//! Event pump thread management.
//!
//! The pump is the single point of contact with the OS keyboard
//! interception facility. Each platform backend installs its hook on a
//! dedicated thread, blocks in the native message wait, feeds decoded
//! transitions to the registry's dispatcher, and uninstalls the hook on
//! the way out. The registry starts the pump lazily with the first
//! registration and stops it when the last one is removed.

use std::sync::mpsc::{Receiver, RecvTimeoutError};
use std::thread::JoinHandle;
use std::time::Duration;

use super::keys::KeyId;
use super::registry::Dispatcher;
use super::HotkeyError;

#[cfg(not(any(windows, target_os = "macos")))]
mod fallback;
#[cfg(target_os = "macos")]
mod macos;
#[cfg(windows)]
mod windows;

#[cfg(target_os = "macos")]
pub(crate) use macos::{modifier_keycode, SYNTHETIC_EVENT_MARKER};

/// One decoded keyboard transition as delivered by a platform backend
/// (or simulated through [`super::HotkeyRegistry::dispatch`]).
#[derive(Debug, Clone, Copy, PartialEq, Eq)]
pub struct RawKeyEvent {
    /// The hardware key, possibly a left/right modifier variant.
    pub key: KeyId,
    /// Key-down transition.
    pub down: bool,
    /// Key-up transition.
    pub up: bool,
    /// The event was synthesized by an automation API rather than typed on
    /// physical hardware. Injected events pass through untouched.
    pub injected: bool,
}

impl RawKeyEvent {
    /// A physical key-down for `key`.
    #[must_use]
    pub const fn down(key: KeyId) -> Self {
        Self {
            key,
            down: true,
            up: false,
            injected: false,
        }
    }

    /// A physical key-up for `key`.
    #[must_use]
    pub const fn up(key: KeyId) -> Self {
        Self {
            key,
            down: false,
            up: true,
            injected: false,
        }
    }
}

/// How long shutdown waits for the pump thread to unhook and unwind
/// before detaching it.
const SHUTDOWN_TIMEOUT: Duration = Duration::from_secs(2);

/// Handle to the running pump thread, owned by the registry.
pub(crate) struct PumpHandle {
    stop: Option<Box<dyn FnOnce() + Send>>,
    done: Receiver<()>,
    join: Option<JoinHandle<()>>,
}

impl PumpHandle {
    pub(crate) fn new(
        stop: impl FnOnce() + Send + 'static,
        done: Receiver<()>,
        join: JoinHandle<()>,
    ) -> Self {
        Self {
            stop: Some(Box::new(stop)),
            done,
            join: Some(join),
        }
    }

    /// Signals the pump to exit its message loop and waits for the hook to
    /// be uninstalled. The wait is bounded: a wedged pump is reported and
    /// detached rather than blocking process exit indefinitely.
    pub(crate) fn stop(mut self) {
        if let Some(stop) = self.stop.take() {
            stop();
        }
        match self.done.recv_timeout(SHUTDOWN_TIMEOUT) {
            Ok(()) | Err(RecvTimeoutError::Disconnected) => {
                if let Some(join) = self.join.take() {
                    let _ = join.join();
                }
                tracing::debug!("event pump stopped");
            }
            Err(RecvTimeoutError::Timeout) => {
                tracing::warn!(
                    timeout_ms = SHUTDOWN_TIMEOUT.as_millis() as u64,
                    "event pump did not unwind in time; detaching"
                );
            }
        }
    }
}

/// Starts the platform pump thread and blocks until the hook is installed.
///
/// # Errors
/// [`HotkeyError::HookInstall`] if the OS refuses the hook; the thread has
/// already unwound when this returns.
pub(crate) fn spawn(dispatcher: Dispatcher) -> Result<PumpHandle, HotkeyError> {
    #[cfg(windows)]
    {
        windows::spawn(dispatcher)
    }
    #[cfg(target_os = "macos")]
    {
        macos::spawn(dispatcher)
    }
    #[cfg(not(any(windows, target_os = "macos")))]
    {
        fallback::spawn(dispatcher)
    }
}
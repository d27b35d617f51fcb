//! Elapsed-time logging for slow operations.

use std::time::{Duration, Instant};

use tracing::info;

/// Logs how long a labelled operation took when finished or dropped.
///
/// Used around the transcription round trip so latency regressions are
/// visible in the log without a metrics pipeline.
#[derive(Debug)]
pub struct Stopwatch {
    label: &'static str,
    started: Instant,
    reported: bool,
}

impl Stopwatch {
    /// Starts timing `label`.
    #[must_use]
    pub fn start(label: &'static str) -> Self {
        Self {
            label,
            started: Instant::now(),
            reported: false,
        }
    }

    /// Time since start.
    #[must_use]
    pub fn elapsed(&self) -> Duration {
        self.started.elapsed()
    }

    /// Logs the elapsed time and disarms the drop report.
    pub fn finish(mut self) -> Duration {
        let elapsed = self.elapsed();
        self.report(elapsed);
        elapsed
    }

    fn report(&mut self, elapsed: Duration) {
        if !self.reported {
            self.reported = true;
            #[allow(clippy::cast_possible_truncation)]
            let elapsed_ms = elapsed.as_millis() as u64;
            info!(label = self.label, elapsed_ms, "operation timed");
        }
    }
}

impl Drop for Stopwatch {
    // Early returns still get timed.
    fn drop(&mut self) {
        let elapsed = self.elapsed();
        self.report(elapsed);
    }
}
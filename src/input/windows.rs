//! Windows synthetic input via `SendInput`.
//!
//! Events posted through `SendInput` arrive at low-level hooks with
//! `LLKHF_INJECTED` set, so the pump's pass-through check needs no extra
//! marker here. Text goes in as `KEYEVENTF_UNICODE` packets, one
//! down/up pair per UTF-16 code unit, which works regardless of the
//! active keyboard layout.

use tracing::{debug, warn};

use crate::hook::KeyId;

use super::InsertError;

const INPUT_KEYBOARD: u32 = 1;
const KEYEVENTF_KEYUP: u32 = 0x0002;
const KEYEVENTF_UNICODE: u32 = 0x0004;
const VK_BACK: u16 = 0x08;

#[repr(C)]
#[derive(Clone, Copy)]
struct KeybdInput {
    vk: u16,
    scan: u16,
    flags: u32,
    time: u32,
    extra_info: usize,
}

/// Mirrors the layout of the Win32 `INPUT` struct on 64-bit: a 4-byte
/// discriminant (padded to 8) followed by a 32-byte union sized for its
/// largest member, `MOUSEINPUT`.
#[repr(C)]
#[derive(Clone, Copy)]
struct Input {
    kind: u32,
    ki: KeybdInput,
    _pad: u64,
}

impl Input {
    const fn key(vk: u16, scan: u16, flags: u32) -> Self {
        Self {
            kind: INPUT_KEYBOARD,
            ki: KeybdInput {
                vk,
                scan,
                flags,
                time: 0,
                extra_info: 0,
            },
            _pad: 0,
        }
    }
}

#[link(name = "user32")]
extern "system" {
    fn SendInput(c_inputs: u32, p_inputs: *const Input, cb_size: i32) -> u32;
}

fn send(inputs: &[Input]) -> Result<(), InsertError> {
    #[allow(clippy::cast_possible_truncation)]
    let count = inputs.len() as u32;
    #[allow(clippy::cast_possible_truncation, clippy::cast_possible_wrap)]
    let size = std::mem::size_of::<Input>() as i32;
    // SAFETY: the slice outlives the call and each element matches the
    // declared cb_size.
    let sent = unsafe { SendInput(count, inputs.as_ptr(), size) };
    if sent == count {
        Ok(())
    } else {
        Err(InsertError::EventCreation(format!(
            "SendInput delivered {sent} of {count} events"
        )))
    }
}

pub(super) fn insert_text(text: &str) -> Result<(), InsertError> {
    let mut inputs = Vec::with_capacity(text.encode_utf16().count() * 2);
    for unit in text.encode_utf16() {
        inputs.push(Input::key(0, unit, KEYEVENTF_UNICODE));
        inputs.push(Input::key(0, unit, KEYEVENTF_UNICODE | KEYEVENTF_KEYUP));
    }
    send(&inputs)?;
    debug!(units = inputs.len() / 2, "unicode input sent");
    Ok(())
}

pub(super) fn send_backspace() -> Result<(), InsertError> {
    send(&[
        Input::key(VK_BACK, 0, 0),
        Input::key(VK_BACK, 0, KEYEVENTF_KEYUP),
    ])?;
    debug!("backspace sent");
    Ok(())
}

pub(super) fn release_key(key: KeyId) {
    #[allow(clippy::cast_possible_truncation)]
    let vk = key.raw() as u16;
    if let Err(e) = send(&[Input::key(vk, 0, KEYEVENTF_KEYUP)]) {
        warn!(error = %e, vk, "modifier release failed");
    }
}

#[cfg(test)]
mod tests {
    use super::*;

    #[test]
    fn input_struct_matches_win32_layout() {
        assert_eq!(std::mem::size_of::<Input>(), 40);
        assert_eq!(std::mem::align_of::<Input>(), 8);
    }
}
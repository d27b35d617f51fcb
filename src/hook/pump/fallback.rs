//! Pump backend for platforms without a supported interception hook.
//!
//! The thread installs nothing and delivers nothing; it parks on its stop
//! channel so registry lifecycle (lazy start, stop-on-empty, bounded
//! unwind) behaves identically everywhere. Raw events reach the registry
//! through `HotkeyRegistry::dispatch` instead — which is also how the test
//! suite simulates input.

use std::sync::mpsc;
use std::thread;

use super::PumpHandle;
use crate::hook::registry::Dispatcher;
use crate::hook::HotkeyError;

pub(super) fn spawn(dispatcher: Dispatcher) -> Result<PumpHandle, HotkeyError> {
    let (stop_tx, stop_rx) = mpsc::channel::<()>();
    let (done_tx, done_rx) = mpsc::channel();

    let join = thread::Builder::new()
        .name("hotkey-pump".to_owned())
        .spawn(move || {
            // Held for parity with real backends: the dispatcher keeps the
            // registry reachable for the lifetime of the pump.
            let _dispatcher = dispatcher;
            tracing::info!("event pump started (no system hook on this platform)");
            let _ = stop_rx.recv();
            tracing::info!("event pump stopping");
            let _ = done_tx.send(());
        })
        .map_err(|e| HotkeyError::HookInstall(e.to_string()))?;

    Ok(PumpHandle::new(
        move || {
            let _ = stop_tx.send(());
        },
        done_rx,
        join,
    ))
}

## Requirement:
Lines with "false": state how many there are in the records, and nothing more.

## Task solution:
5